Bistability in the Isocitrate Dehydrogenase Reaction: An Experimentally Based Theoretical Study

 ^*Faculté des Sciences, Université Libre de Bruxelles, B-1050 Brussels, Belgium, and  ^#CNRS, Laboratoire d'Enzymologie, F-91198 Gif-Sur-Yvette, France

The enzyme isocitrate dehydrogenase (IDH, EC 1.1.1.42) can exhibit activation by one of its products, NADPH. This activation is competitively inhibited by the substrate NADP⁺, whereas NADPH competes with NADP⁺ for the catalytic site. Experimental observations briefly presented here have shown that if IDH is coupled to another enzyme, diaphorase (EC 1.8.1.4), which transforms NADPH into NADP⁺, the system can attain either one of two stable states, corresponding to a low and a high NADPH concentration.

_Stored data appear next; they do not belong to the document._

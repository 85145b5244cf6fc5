// src/handlers/auth.rs

use axum::{Json, extract::State, response::IntoResponse};
use chrono::Utc;
use serde_json::json;
use sqlx::SqlitePool;
use validator::Validate;

use crate::{
    config::Config,
    error::AppError,
    models::user::{LoginRequest, User},
    utils::{hash::verify_pin, jwt::sign_jwt},
};

/// Authenticates a user and returns a JWT token.
///
/// Looks the account up by login code, verifies the PIN against its
/// Argon2 hash and signs a token carrying the user's id and role. The
/// response also carries the linked student or teacher profile id so
/// clients do not need a second round trip.
pub async fn login(
    State(pool): State<SqlitePool>,
    State(config): State<Config>,
    Json(payload): Json<LoginRequest>,
) -> Result<impl IntoResponse, AppError> {
    if let Err(validation_errors) = payload.validate() {
        return Err(AppError::BadRequest(validation_errors.to_string()));
    }

    let login_code = payload.login_code.trim().to_uppercase();

    let user = sqlx::query_as::<_, User>(
        "SELECT id, login_code, role, pin_hash, is_active, last_login, created_at
         FROM users
         WHERE login_code = ?",
    )
    .bind(&login_code)
    .fetch_optional(&pool)
    .await
    .map_err(|e| {
        tracing::error!("Login DB error: {:?}", e);
        AppError::InternalServerError(e.to_string())
    })?;

    // Same message whether the code or the PIN was wrong.
    let user = user.ok_or(AppError::AuthError("Invalid login code or PIN".to_string()))?;

    if !user.is_active {
        return Err(AppError::Forbidden("Account is disabled".to_string()));
    }

    let is_valid = verify_pin(&payload.pin, &user.pin_hash)?;
    if !is_valid {
        tracing::warn!("Failed login attempt for {}", login_code);
        return Err(AppError::AuthError("Invalid login code or PIN".to_string()));
    }

    sqlx::query("UPDATE users SET last_login = ? WHERE id = ?")
        .bind(Utc::now())
        .bind(user.id)
        .execute(&pool)
        .await?;

    let (student_id, teacher_id) = profile_ids(&pool, &user).await?;

    let token = sign_jwt(user.id, &user.role, &config.jwt_secret, config.jwt_expiration)?;

    tracing::info!("User {} logged in as {}", login_code, user.role);

    Ok(Json(json!({
        "token": token,
        "type": "Bearer",
        "user_id": user.id,
        "role": user.role,
        "student_id": student_id,
        "teacher_id": teacher_id
    })))
}

/// Profile row ids for the role, if the account has one.
async fn profile_ids(
    pool: &SqlitePool,
    user: &User,
) -> Result<(Option<i64>, Option<i64>), AppError> {
    match user.role.as_str() {
        "student" => {
            let id = sqlx::query_scalar::<_, i64>("SELECT id FROM students WHERE user_id = ?")
                .bind(user.id)
                .fetch_optional(pool)
                .await?;
            Ok((id, None))
        }
        "teacher" => {
            let id = sqlx::query_scalar::<_, i64>("SELECT id FROM teachers WHERE user_id = ?")
                .bind(user.id)
                .fetch_optional(pool)
                .await?;
            Ok((None, id))
        }
        _ => Ok((None, None)),
    }
}
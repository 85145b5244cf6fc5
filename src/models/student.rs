// src/models/student.rs

use serde::{Deserialize, Serialize};
use sqlx::FromRow;
use validator::Validate;

use crate::models::user::LOGIN_CODE_RE;

/// Represents the 'students' table in the database.
/// One row per enrolled student, linked 1:1 to a `users` row.
#[derive(Debug, Clone, FromRow, Serialize, Deserialize)]
pub struct Student {
    pub id: i64,

    pub user_id: i64,

    pub first_name: String,

    pub last_name: String,

    /// The class/grade/arm combination the student belongs to.
    /// Exams and leaderboards are scoped by this.
    pub academic_group_id: i64,

    pub is_active: bool,

    pub registered_at: Option<chrono::DateTime<chrono::Utc>>,
}

/// DTO for provisioning a student account with its profile.
#[derive(Debug, Deserialize, Validate)]
pub struct CreateStudentRequest {
    #[validate(
        length(min = 3, max = 50),
        regex(
            path = *LOGIN_CODE_RE,
            message = "Login code may only contain letters, digits, dashes and underscores."
        )
    )]
    pub login_code: String,
    #[validate(length(min = 4, max = 12, message = "PIN length must be between 4 and 12 characters."))]
    pub pin: String,
    #[validate(length(min = 1, max = 100))]
    pub first_name: String,
    #[validate(length(min = 1, max = 100))]
    pub last_name: String,
    pub academic_group_id: i64,
}

/// DTO for provisioning a teacher account with its profile.
#[derive(Debug, Deserialize, Validate)]
pub struct CreateTeacherRequest {
    #[validate(
        length(min = 3, max = 50),
        regex(
            path = *LOGIN_CODE_RE,
            message = "Login code may only contain letters, digits, dashes and underscores."
        )
    )]
    pub login_code: String,
    #[validate(length(min = 4, max = 12, message = "PIN length must be between 4 and 12 characters."))]
    pub pin: String,
    #[validate(length(min = 1, max = 100))]
    pub first_name: String,
    #[validate(length(min = 1, max = 100))]
    pub last_name: String,
}

/// Represents the 'teachers' table in the database.
#[derive(Debug, Clone, FromRow, Serialize, Deserialize)]
pub struct Teacher {
    pub id: i64,

    pub user_id: i64,

    pub first_name: String,

    pub last_name: String,

    pub is_active: bool,

    pub registered_at: Option<chrono::DateTime<chrono::Utc>>,
}
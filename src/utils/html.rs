// src/utils/html.rs

/// Sanitizes teacher-authored content (question text, option text, exam
/// descriptions) before it is stored.
///
/// Whitelist-based: safe formatting tags like <b> or <sup> survive, while
/// <script>/<iframe> and event-handler attributes are stripped.
pub fn clean_html(input: &str) -> String {
    ammonia::clean(input)
}

#[cfg(test)]
mod tests {
    use super::*;

    #[test]
    fn strips_script_tags() {
        let cleaned = clean_html("What is 2 + 2?<script>alert(1)</script>");
        assert_eq!(cleaned, "What is 2 + 2?");
    }

    #[test]
    fn keeps_plain_text() {
        assert_eq!(
            clean_html("Photosynthesis occurs in the?"),
            "Photosynthesis occurs in the?"
        );
    }
}
// src/grading.rs

use serde::Serialize;

use crate::error::AppError;

/// Everything the submission path needs to persist a result row.
/// Counts are echoed back so the caller writes the row from one value.
#[derive(Debug, Clone, PartialEq, Serialize)]
pub struct GradeSheet {
    pub total_questions: i64,
    pub correct_answers: i64,
    pub skipped: i64,
    pub total_marks: i64,
    pub obtained_marks: i64,
    pub percentage: f64,
    pub is_passed: bool,
    pub grade: &'static str,
}

/// Grades one completed attempt from raw counts.
///
/// Marks are weighted equally across questions: each correct answer is
/// worth total_marks / total_questions, and the product is rounded
/// half-up to whole marks. The percentage is rounded to two decimals
/// and drives the letter grade; passing compares whole marks against
/// the exam's passing threshold.
///
/// Deterministic and side-effect free. An exam with zero questions (or
/// zero total marks) cannot be graded and is refused; callers check the
/// question count before ever getting here.
pub fn grade(
    total_questions: i64,
    correct_answers: i64,
    skipped: i64,
    total_marks: i64,
    passing_marks: i64,
) -> Result<GradeSheet, AppError> {
    if total_questions <= 0 {
        return Err(AppError::InternalServerError(
            "cannot grade an exam with no questions".to_string(),
        ));
    }
    if total_marks <= 0 {
        return Err(AppError::InternalServerError(
            "cannot grade an exam with no marks".to_string(),
        ));
    }

    let marks_per_question = total_marks as f64 / total_questions as f64;
    // f64::round is half-away-from-zero, which is half-up for the
    // non-negative values possible here.
    let obtained_marks = (correct_answers as f64 * marks_per_question).round() as i64;

    let percentage = round2(obtained_marks as f64 / total_marks as f64 * 100.0);

    Ok(GradeSheet {
        total_questions,
        correct_answers,
        skipped,
        total_marks,
        obtained_marks,
        percentage,
        is_passed: obtained_marks >= passing_marks,
        grade: letter_grade(percentage),
    })
}

fn round2(value: f64) -> f64 {
    (value * 100.0).round() / 100.0
}

/// Thresholds are inclusive lower bounds on the rounded percentage.
fn letter_grade(percentage: f64) -> &'static str {
    if percentage >= 90.0 {
        "A"
    } else if percentage >= 80.0 {
        "B"
    } else if percentage >= 70.0 {
        "C"
    } else if percentage >= 60.0 {
        "D"
    } else {
        "F"
    }
}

The evolution toward either one of these stable states depends on the time of addition of diaphorase to the medium containing IDH and its substrate NADP⁺. We present a theoretical and numerical analysis of a model for the IDH-diaphorase bienzymatic system, based on the regulatory properties of IDH. The results confirm the occurrence of bistability for parameter values derived from the experiments. Depending on the total concentration of NADP⁺ plus NADPH and the concentration of IDH, the system can either admit a single steady state or display bistability. We obtain an expression for the critical time t*, before which diaphorase addition leads to the lower steady state and after which addition of the enzyme leads to the upper steady state of NADPH. The analysis is extended to the case where the second substrate of IDH, isocitrate, is consumed in the course of the reaction without being regenerated. Bistability occurs only as a transient phenomenon in these conditions.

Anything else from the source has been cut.